_TASK STATEMENT:_ Set down, exactly as written, every line from the top of the records below to the line containing "item's own equality.", both ends included, and no others.

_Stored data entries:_
impl<K: CollectionKind> ObservableCollection<K> {
    pub fn new(kind: K) -> Self {
        Self {
            kind,
            items: Vec::new(),
            listeners: Vec::new(),
        }
    }

    /// Build a collection from an existing sequence, validating each item in order.
    pub fn from_items<I>(kind: K, items: I) -> Result<Self>
    where
        I: IntoIterator<Item = K::Item>,
    {
        let mut collection = Self::new(kind);
        for item in items {
            collection.add(item)?;
        }
        Ok(collection)
    }

    pub fn kind(&self) -> &K {
        &self.kind
    }

    pub fn len(&self) -> usize {
        self.items.len()
    }

    pub fn is_empty(&self) -> bool {
        self.items.is_empty()
    }

    pub fn get(&self, index: usize) -> Option<&K::Item> {
        self.items.get(index)
    }

    pub fn iter(&self) -> std::slice::Iter<'_, K::Item> {
        self.items.iter()
    }

    pub fn items(&self) -> &[K::Item] {
        &self.items
    }

    /// Consume the collection, dropping its listeners.
    pub fn into_items(self) -> Vec<K::Item> {
        self.items
    }

    /// Index of the first item equal to `item` under the item's own equality.
    pub fn position(&self, item: &K::Item) -> Option<usize> {
        self.items.iter().position(|existing| existing == item)
    }

    pub fn contains(&self, item: &K::Item) -> bool {
        self.position(item).is_some()
    }

    /// Register another change listener. Listeners accumulate.
    pub fn set_change_listener<F>(&mut self, listener: F)
    where
        F: FnMut(&CollectionChange) + 'static,
    {
        self.listeners.push(Box::new(listener));
    }

    pub fn insert_at(&mut self, index: usize, item: K::Item) -> Result<()> {
        if index > self.items.len() {
            return Err(VaultPropsError::IndexOutOfRange {
                index,
                len: self.items.len(),
            });
        }
        self.check(&PendingChange::Insert { index, item: &item })?;
        debug!(
            component = %self.kind.component_name(),
            index,
            item = ?item,
            "inserting item"
        );
        self.items.insert(index, item);
        self.notify(CollectionChange::Inserted { index });
        Ok(())
    }

    pub fn add(&mut self, item: K::Item) -> Result<()> {
        self.insert_at(self.items.len(), item)
    }

    /// Overwrite the item at `index`, keeping its position.
    pub fn set_at(&mut self, index: usize, item: K::Item) -> Result<()> {
        if index >= self.items.len() {
            return Err(VaultPropsError::IndexOutOfRange {
                index,
                len: self.items.len(),
            });
        }
        self.check(&PendingChange::Replace { index, item: &item })?;
        debug!(
            component = %self.kind.component_name(),
            index,
            item = ?item,
            "replacing item"
        );
        self.items[index] = item;
        self.notify(CollectionChange::Replaced { index });
        Ok(())
    }

    /// Replace the item with the same identity in place, or append a new one.
    ///
    /// What "replace" stores is up to [`CollectionKind::replacement`].
    ///
    /// Returns the index the item ended up at.
    pub fn add_or_replace(&mut self, item: K::Item) -> Result<usize> {
        match self.position(&item) {
            Some(index) => {
                let item = self.kind.replacement(&self.items[index], item);
                self.set_at(index, item)?;
                Ok(index)
            }
            None => {
                let index = self.items.len();
                self.insert_at(index, item)?;
                Ok(index)
            }
        }
    }

    pub fn remove_at(&mut self, index: usize) -> Result<K::Item> {
        if index >= self.items.len() {
            return Err(VaultPropsError::IndexOutOfRange {
                index,
                len: self.items.len(),
            });
        }
        let removed = self.items.remove(index);
        debug!(
            component = %self.kind.component_name(),
            index,
            item = ?removed,
            "removed item"
        );
        self.notify(CollectionChange::Removed { index });
        Ok(removed)
    }

    /// Remove the first item equal to `item`, if any.
    pub fn remove(&mut self, item: &K::Item) -> Option<K::Item> {
        let index = self.position(item)?;
        self.remove_at(index).ok()
    }

    /// Move the item at `from` so that it ends up at `to`.
    pub fn move_item(&mut self, from: usize, to: usize) -> Result<()> {
        let len = self.items.len();
        if from >= len || to >= len {
            return Err(VaultPropsError::IndexOutOfRange {
                index: from.max(to),
                len,
            });
        }
        if from == to {
            return Ok(());
        }
        let item = self.items.remove(from);
        self.items.insert(to, item);
        debug!(component = %self.kind.component_name(), from, to, "moved item");
        self.notify(CollectionChange::Moved { from, to });
        Ok(())
    }

    pub fn clear(&mut self) {
        if self.items.is_empty() {
            return;
        }
        self.items.clear();
        debug!(component = %self.kind.component_name(), "cleared collection");
        self.notify(CollectionChange::Cleared);
    }

    /// Collapsed text for the collection as a whole, e.g. "3 tags".
    pub fn display_summary(&self) -> String {
        pluralize(self.items.len(), self.kind.item_noun())
    }

    fn check(&self, pending: &PendingChange<'_, K::Item>) -> Result<()> {
        self.kind.validate(&self.items, pending).inspect_err(|err| {
            warn!(
                component = %self.kind.component_name(),
                index = pending.index(),
                error = %err,
                "rejected collection change"
            );
        })
    }

    fn notify(&mut self, change: CollectionChange) {
        for listener in self.listeners.iter_mut() {
            listener(&change);
        }
    }
}

impl<K: CollectionKind> PropertySource for ObservableCollection<K> {
    fn component_name(&self) -> String {
        self.kind.component_name()
    }

    fn property_view(&self) -> Vec<PropertyRow> {
        self.items.iter().map(|item| self.kind.project(item)).collect()
    }
}

/// Item rows are projections. Edit items through the collection's mutators
/// or an edit session, not through the grid.
impl<K: CollectionKind> EditableProperties for ObservableCollection<K> {
    fn set_property(&mut self, name: &str, _value: Option<&str>) -> Result<()> {
        match self.property(name) {
            Some(row) => Err(VaultPropsError::ReadOnlyProperty(row.name)),
            None => Err(VaultPropsError::UnknownProperty(name.to_string())),
        }
    }
}

impl<K: CollectionKind + Clone> Clone for ObservableCollection<K> {
    /// Clones the kind and items. Listeners stay with the original.
    fn clone(&self) -> Self {
        Self {
            kind: self.kind.clone(),
            items: self.items.clone(),
            listeners: Vec::new(),
        }
    }
}

impl<K: CollectionKind + fmt::Debug> fmt::Debug for ObservableCollection<K> {
    fn fmt(&self, f: &mut fmt::Formatter<'_>) -> fmt::Result {
        f.debug_struct("ObservableCollection")
            .field("kind", &self.kind)
            .field("items", &self.items)
            .field("listeners", &self.listeners.len())
            .finish()
    }
}

impl<K: CollectionKind> std::ops::Index<usize> for ObservableCollection<K> {
    type Output = K::Item;

    fn index(&self, index: usize) -> &Self::Output {
        &self.items[index]
    }
}

impl<'a, K: CollectionKind> IntoIterator for &'a ObservableCollection<K> {
    type Item = &'a K::Item;
    type IntoIter = std::slice::Iter<'a, K::Item>;

    fn into_iter(self) -> Self::IntoIter {
        self.items.iter()
    }
}

#[cfg(test)]
mod tests {
    use super::*;
    use std::cell::RefCell;
    use std::rc::Rc;

    /// Integers, at most `max` of them, never negative.
    #[derive(Debug, Clone)]
    struct Bounded {
        max: usize,
    }

    impl CollectionKind for Bounded {
        type Item = i32;

        fn component_name(&self) -> String {
            "Numbers".to_string()
        }

        fn item_noun(&self) -> &'static str {
            "number"
        }

        fn validate(&self, items: &[i32], pending: &PendingChange<'_, i32>) -> Result<()> {
            if *pending.item() < 0 {
                return Err(VaultPropsError::CollectionConstraintViolation(
                    "negative".to_string(),
                ));
            }
            if pending.resulting_len(items.len()) > self.max {
                return Err(VaultPropsError::CollectionConstraintViolation(format!(
                    "at most {}",
                    self.max
                )));
            }
            Ok(())
        }

        fn project(&self, item: &i32) -> PropertyRow {
            PropertyRow::read_only(format!("#{}", item), item.to_string())
        }
    }

    fn numbers(items: &[i32]) -> ObservableCollection<Bounded> {
        ObservableCollection::from_items(Bounded { max: 3 }, items.to_vec()).unwrap()
    }

    fn recorder(collection: &mut ObservableCollection<Bounded>) -> Rc<RefCell<Vec<CollectionChange>>> {
        let seen = Rc::new(RefCell::new(Vec::new()));
        let sink = Rc::clone(&seen);
        collection.set_change_listener(move |change| sink.borrow_mut().push(*change));
        seen
    }

    #[test]
    fn insert_at_positions_item_and_notifies() {
        let mut c = numbers(&[1, 3]);
        let seen = recorder(&mut c);

        c.insert_at(1, 2).unwrap();

        assert_eq!(c.items(), &[1, 2, 3]);
        assert_eq!(*seen.borrow(), vec![CollectionChange::Inserted { index: 1 }]);
    }

    #[test]
    fn rejected_insert_leaves_state_and_listeners_untouched() {
        let mut c = numbers(&[1, 2, 3]);
        let seen = recorder(&mut c);

        let err = c.insert_at(0, 4).unwrap_err();

        assert!(matches!(err, VaultPropsError::CollectionConstraintViolation(_)));
        assert_eq!(c.items(), &[1, 2, 3]);
        assert!(seen.borrow().is_empty());
    }

    #[test]
    fn insert_past_end_is_out_of_range() {
        let mut c = numbers(&[1]);
        assert!(matches!(
            c.insert_at(5, 2),
            Err(VaultPropsError::IndexOutOfRange { index: 5, len: 1 })
        ));
        assert_eq!(c.len(), 1);
    }

    #[test]
    fn add_does_not_dedupe() {
        let mut c = numbers(&[1]);
        c.add(1).unwrap();
        assert_eq!(c.items(), &[1, 1]);
    }

    #[test]
    fn add_or_replace_replaces_in_place_when_full() {
        let mut c = numbers(&[1, 2, 3]);
        let seen = recorder(&mut c);

        let index = c.add_or_replace(2).unwrap();

        assert_eq!(index, 1);
        assert_eq!(c.len(), 3);
        assert_eq!(*seen.borrow(), vec![CollectionChange::Replaced { index: 1 }]);
        assert!(!seen.borrow()[0].is_structural());
    }

    #[test]
    fn add_or_replace_appends_new_identity() {
        let mut c = numbers(&[1]);
        assert_eq!(c.add_or_replace(5).unwrap(), 1);
        assert_eq!(c.items(), &[1, 5]);
    }

    #[test]
    fn replace_runs_validation_hook() {
        let mut c = numbers(&[1]);
        assert!(c.set_at(0, -1).is_err());
        assert_eq!(c.items(), &[1]);
    }

    #[test]
    fn listeners_accumulate_in_registration_order() {
        let mut c = numbers(&[]);
        let order = Rc::new(RefCell::new(Vec::new()));
        for id in 0..3 {
            let sink = Rc::clone(&order);
            c.set_change_listener(move |_| sink.borrow_mut().push(id));
        }

        c.add(1).unwrap();

        assert_eq!(*order.borrow(), vec![0, 1, 2]);
    }

    #[test]
    fn remove_move_and_clear_notify() {
        let mut c = numbers(&[1, 2, 3]);
        let seen = recorder(&mut c);

        c.move_item(0, 2).unwrap();
        assert_eq!(c.items(), &[2, 3, 1]);
        assert_eq!(c.remove(&3), Some(3));
        assert_eq!(c.remove(&9), None);
        c.clear();
        c.clear();

        assert!(c.is_empty());
        assert_eq!(
            *seen.borrow(),
            vec![
                CollectionChange::Moved { from: 0, to: 2 },
                CollectionChange::Removed { index: 1 },
                CollectionChange::Cleared,
            ]
        );
    }

    #[test]
    fn move_to_same_index_is_silent() {
        let mut c = numbers(&[1, 2]);
        let seen = recorder(&mut c);
        c.move_item(1, 1).unwrap();
        assert!(seen.borrow().is_empty());
        assert!(c.move_item(0, 2).is_err());
    }

    #[test]
    fn property_view_tracks_contents() {
        let mut c = numbers(&[1, 2]);
        assert_eq!(c.property_view().len(), 2);

        c.remove_at(0).unwrap();
        let view = c.property_view();
        assert_eq!(view.len(), c.len());
        assert_eq!(view[0], PropertyRow::read_only("#2", "2"));
        assert_eq!(c.component_name(), "Numbers");
        assert_eq!(c.display_summary(), "1 number");
    }

    #[test]
    fn grid_writes_to_item_rows_are_refused() {
        let mut c = numbers(&[1, 2]);

        assert!(matches!(
            c.set_property("#2", Some("5")),
            Err(VaultPropsError::ReadOnlyProperty(name)) if name == "#2"
        ));
        assert!(matches!(
            c.set_property("#9", Some("5")),
            Err(VaultPropsError::UnknownProperty(_))
        ));
        assert_eq!(c.items(), &[1, 2]);
    }

    #[test]
    fn from_items_enforces_hook() {
        let err = ObservableCollection::from_items(Bounded { max: 1 }, vec![1, 2]).unwrap_err();
        assert!(matches!(err, VaultPropsError::CollectionConstraintViolation(_)));
    }

    #[test]
    fn clone_drops_listeners() {
        let mut c = numbers(&[1]);
        let seen = recorder(&mut c);
        let mut copy = c.clone();
        copy.add(2).unwrap();
        assert!(seen.borrow().is_empty());
        assert_eq!(c.len(), 1);
    }
}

_TASK RESPONSE:_
impl<K: CollectionKind> ObservableCollection<K> {
    pub fn new(kind: K) -> Self {
        Self {
            kind,
            items: Vec::new(),
            listeners: Vec::new(),
        }
    }

    /// Build a collection from an existing sequence, validating each item in order.
    pub fn from_items<I>(kind: K, items: I) -> Result<Self>
    where
        I: IntoIterator<Item = K::Item>,
    {
        let mut collection = Self::new(kind);
        for item in items {
            collection.add(item)?;
        }
        Ok(collection)
    }

    pub fn kind(&self) -> &K {
        &self.kind
    }

    pub fn len(&self) -> usize {
        self.items.len()
    }

    pub fn is_empty(&self) -> bool {
        self.items.is_empty()
    }

    pub fn get(&self, index: usize) -> Option<&K::Item> {
        self.items.get(index)
    }

    pub fn iter(&self) -> std::slice::Iter<'_, K::Item> {
        self.items.iter()
    }

    pub fn items(&self) -> &[K::Item] {
        &self.items
    }

    /// Consume the collection, dropping its listeners.
    pub fn into_items(self) -> Vec<K::Item> {
        self.items
    }

    /// Index of the first item equal to `item` under the item's own equality.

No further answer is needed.